For the urn, the oil has different thermal properties due to its' viscosity, so is probably creating hotspots over where the heater is as it's not thermally cycling as quickly as water would, tripping the thermal cutout, could probably use a digital thermostat instead to control the heating element... :)
yep it's the wayyy diffrent thermal capacity water at 4xxx KJ/liter vers. oil at [way less] KJ/L. the oil can't take that much heat away from the heatingelement and thus creating a hot spot. oil doesn't boil at 100°C so the safety temperature cutoff takes that as a dry run and trips. you could change it to a fryer one at 150 or so and keep some of the safety intact.

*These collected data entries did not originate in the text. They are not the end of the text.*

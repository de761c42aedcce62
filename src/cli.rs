use clap::{Parser, Subcommand};
use std::path::PathBuf;

#[derive(Parser)]
#[command(name = "cropdf")]
#[command(about = "Crop PDFs down to selected page ranges, with MCP server support")]
#[command(version)]
pub struct Cli {
    /// Verbose logging
    #[arg(short, long, global = true)]
    pub verbose: bool,

    #[command(subcommand)]
    pub command: Commands,
}

#[derive(Subcommand)]
pub enum Commands {
    /// Run as MCP server (primary mode)
    Mcp,

    /// Display PDF metadata and page count
    Info {
        /// PDF file to inspect
        path: PathBuf,
    },

    /// Crop a single PDF to the selected pages
    Crop {
        /// PDF file to crop
        path: PathBuf,

        /// Pages to keep (e.g. "1-3,5,7-8" or "all")
        #[arg(short, long, default_value = "all")]
        pages: String,

        /// Directory for the cropped copy
        #[arg(short, long)]
        output_dir: PathBuf,
    },

    /// Crop several PDFs in one run, continuing past per-file failures
    Batch {
        /// PDF files, or directories to scan for PDFs
        #[arg(required = true)]
        inputs: Vec<PathBuf>,

        /// Pages to keep, per input in order; one value applies to every file
        #[arg(short, long)]
        pages: Vec<String>,

        /// Directory for the cropped copies
        #[arg(short, long)]
        output_dir: PathBuf,

        /// Print the batch summary as JSON
        #[arg(long)]
        json: bool,
    },
}
use std::io::Write;
use std::path::{Path, PathBuf};

use lopdf::{Document, Object};
use tempfile::NamedTempFile;
use tracing::warn;

use crate::error::{CropError, Result};

pub struct PdfDocument {
    pub doc: Document,
    pub path: PathBuf,
}

impl PdfDocument {
    pub fn open<P: AsRef<Path>>(path: P) -> Result<Self> {
        let path = path.as_ref().to_path_buf();
        let doc = Document::load(&path).map_err(|source| CropError::UnreadableSource {
            path: path.clone(),
            source,
        })?;
        Ok(PdfDocument { doc, path })
    }

    pub fn page_count(&self) -> u32 {
        self.doc.get_pages().len() as u32
    }

    /// Build a new document containing only the pages at the given
    /// zero-based indices, ascending, with page content untouched.
    ///
    /// Indices past the end of the document are skipped with a warning
    /// rather than failing the file; they can only appear when the source
    /// changed on disk after its page count was read.
    pub fn select_pages(&self, indices: &[u32]) -> Result<Document> {
        let total = self.page_count();
        if total == 0 {
            return Err(CropError::EmptySource {
                path: self.path.clone(),
            });
        }

        // lopdf numbers pages from 1
        let mut keep = Vec::with_capacity(indices.len());
        for &index in indices {
            if index < total {
                keep.push(index + 1);
            } else {
                warn!(
                    index,
                    total,
                    path = %self.path.display(),
                    "skipping page index past end of document"
                );
            }
        }

        if keep.is_empty() {
            return Err(CropError::EmptySelection {
                path: self.path.clone(),
            });
        }

        let mut cropped = self.doc.clone();
        let delete: Vec<u32> = (1..=total).filter(|n| !keep.contains(n)).collect();
        if !delete.is_empty() {
            cropped.delete_pages(&delete);
        }
        cropped.prune_objects();

        Ok(cropped)
    }

    /// Serialize `doc` to `path` via a temp file in the same directory, so
    /// a failure mid-write never leaves a partial file under the final name.
    pub fn save_atomic(doc: &mut Document, path: &Path) -> Result<()> {
        let dir = path.parent().filter(|p| !p.as_os_str().is_empty());
        let mut tmp = NamedTempFile::new_in(dir.unwrap_or(Path::new("."))).map_err(|source| {
            CropError::WriteFailure {
                path: path.to_path_buf(),
                source,
            }
        })?;

        doc.save_to(&mut tmp)
            .map_err(|e| CropError::WriteFailure {
                path: path.to_path_buf(),
                source: std::io::Error::other(e),
            })?;
        tmp.flush().map_err(|source| CropError::WriteFailure {
            path: path.to_path_buf(),
            source,
        })?;

        tmp.persist(path).map_err(|e| CropError::WriteFailure {
            path: path.to_path_buf(),
            source: e.error,
        })?;

        Ok(())
    }

    /// Metadata from the document info dictionary
    pub fn info(&self) -> PdfInfo {
        let mut info = PdfInfo {
            page_count: self.page_count(),
            ..PdfInfo::default()
        };

        if let Ok(Object::Reference(info_ref)) = self.doc.trailer.get(b"Info") {
            if let Ok(Object::Dictionary(dict)) = self.doc.get_object(*info_ref) {
                info.title = get_string_from_dict(dict, b"Title");
                info.author = get_string_from_dict(dict, b"Author");
                info.creation_date = get_string_from_dict(dict, b"CreationDate");
            }
        }

        info
    }
}

#[derive(Debug, Default, Clone)]
pub struct PdfInfo {
    pub title: Option<String>,
    pub author: Option<String>,
    pub creation_date: Option<String>,
    pub page_count: u32,
}

fn get_string_from_dict(dict: &lopdf::Dictionary, key: &[u8]) -> Option<String> {
    dict.get(key).ok().and_then(|obj| match obj {
        Object::String(bytes, _) => decode_pdf_string(bytes),
        _ => None,
    })
}

fn decode_pdf_string(bytes: &[u8]) -> Option<String> {
    // UTF-16 BE with BOM, otherwise treat as Latin-1 / PDFDocEncoding
    if bytes.len() >= 2 && bytes[0] == 0xFE && bytes[1] == 0xFF {
        let u16_chars: Vec<u16> = bytes[2..]
            .chunks_exact(2)
            .map(|chunk| u16::from_be_bytes([chunk[0], chunk[1]]))
            .collect();
        String::from_utf16(&u16_chars).ok()
    } else {
        Some(bytes.iter().map(|&b| b as char).collect())
    }
}

#[cfg(test)]
mod tests {
    use super::*;
    use crate::pdf::testutil::{page_heights, sample_document, sample_pdf_bytes};

    fn open_sample(dir: &Path, pages: u32) -> PdfDocument {
        let path = dir.join("sample.pdf");
        std::fs::write(&path, sample_pdf_bytes(pages)).unwrap();
        PdfDocument::open(&path).unwrap()
    }

    #[test]
    fn test_open_unreadable() {
        let dir = tempfile::tempdir().unwrap();
        let path = dir.path().join("garbage.pdf");
        std::fs::write(&path, b"not a pdf at all").unwrap();

        assert!(matches!(
            PdfDocument::open(&path),
            Err(CropError::UnreadableSource { .. })
        ));
    }

    #[test]
    fn test_page_count() {
        let dir = tempfile::tempdir().unwrap();
        assert_eq!(open_sample(dir.path(), 5).page_count(), 5);
    }

    #[test]
    fn test_select_keeps_requested_pages_in_order() {
        let dir = tempfile::tempdir().unwrap();
        let doc = open_sample(dir.path(), 5);

        let cropped = doc.select_pages(&[0, 2, 4]).unwrap();

        // Sample pages carry distinct MediaBox heights, so the surviving
        // pages identify themselves
        assert_eq!(page_heights(&cropped), page_heights_of(&doc.doc, &[0, 2, 4]));
        assert_eq!(cropped.get_pages().len(), 3);
    }

    fn page_heights_of(doc: &Document, indices: &[u32]) -> Vec<i64> {
        let all = page_heights(doc);
        indices.iter().map(|&i| all[i as usize]).collect()
    }

    #[test]
    fn test_select_single_page() {
        let dir = tempfile::tempdir().unwrap();
        let doc = open_sample(dir.path(), 3);

        let cropped = doc.select_pages(&[1]).unwrap();
        assert_eq!(page_heights(&cropped), page_heights_of(&doc.doc, &[1]));
    }

    #[test]
    fn test_select_empty_source() {
        let dir = tempfile::tempdir().unwrap();
        let path = dir.path().join("empty.pdf");
        std::fs::write(&path, sample_pdf_bytes(0)).unwrap();
        let doc = PdfDocument::open(&path).unwrap();

        assert!(matches!(
            doc.select_pages(&[0]),
            Err(CropError::EmptySource { .. })
        ));
    }

    #[test]
    fn test_select_empty_selection() {
        let dir = tempfile::tempdir().unwrap();
        let doc = open_sample(dir.path(), 3);

        assert!(matches!(
            doc.select_pages(&[]),
            Err(CropError::EmptySelection { .. })
        ));
    }

    #[test]
    fn test_select_skips_stale_indices() {
        let dir = tempfile::tempdir().unwrap();
        let doc = open_sample(dir.path(), 3);

        // 7 is past the end: skipped, the valid index still survives
        let cropped = doc.select_pages(&[1, 7]).unwrap();
        assert_eq!(page_heights(&cropped), page_heights_of(&doc.doc, &[1]));
    }

    #[test]
    fn test_select_only_stale_indices() {
        let dir = tempfile::tempdir().unwrap();
        let doc = open_sample(dir.path(), 3);

        assert!(matches!(
            doc.select_pages(&[5, 6]),
            Err(CropError::EmptySelection { .. })
        ));
    }

    #[test]
    fn test_save_atomic_roundtrip() {
        let dir = tempfile::tempdir().unwrap();
        let mut doc = sample_document(2);
        let path = dir.path().join("out.pdf");

        PdfDocument::save_atomic(&mut doc, &path).unwrap();

        let reloaded = Document::load(&path).unwrap();
        assert_eq!(reloaded.get_pages().len(), 2);
        // No temp file left behind
        assert_eq!(std::fs::read_dir(dir.path()).unwrap().count(), 1);
    }

    #[test]
    fn test_save_atomic_missing_directory() {
        let dir = tempfile::tempdir().unwrap();
        let mut doc = sample_document(1);
        let path = dir.path().join("no_such_dir").join("out.pdf");

        assert!(matches!(
            PdfDocument::save_atomic(&mut doc, &path),
            Err(CropError::WriteFailure { .. })
        ));
        assert!(!path.exists());
    }

    #[test]
    fn test_info_page_count() {
        let dir = tempfile::tempdir().unwrap();
        let doc = open_sample(dir.path(), 4);
        assert_eq!(doc.info().page_count, 4);
    }

    #[test]
    fn test_decode_utf16_string() {
        // "Hi" as UTF-16 BE with BOM
        let bytes = [0xFE, 0xFF, 0x00, b'H', 0x00, b'i'];
        assert_eq!(decode_pdf_string(&bytes), Some("Hi".to_string()));
    }
}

glow plug and sparker helped me most trying to make one from an old torpedo heater. if you put a cone in there half way down the tube and can still get it to light, you wont hear a roar, just the compressed air getting out, so is quieter
Awesome. Good to see it working. I can't remember what size nozzle you said you were using, but I found that switching to a smaller nozzle allowed me to get a much finer mist and have it burn cleaner.... This was just burning in a tube in a vice, but it may work in this as well.... not that it needs to work any better 🤷♂
I still reckon that a design based on the old Wison Wallflame boilers may be a possible route. One motor drives a fan incorporating a spinning disc onto which the waste oil would drip under gravity. The oil is flung centrifugally out to the boiler walls and ignited there and I suspect that well preheated oil will be required to reduce the viscosity and improve the flashpoint. An oil pre heater pipe in the flame area would perhaps further reduce the demand for electricity. Perhaps starting with paraffin and switching over after a few minutes might make it easier.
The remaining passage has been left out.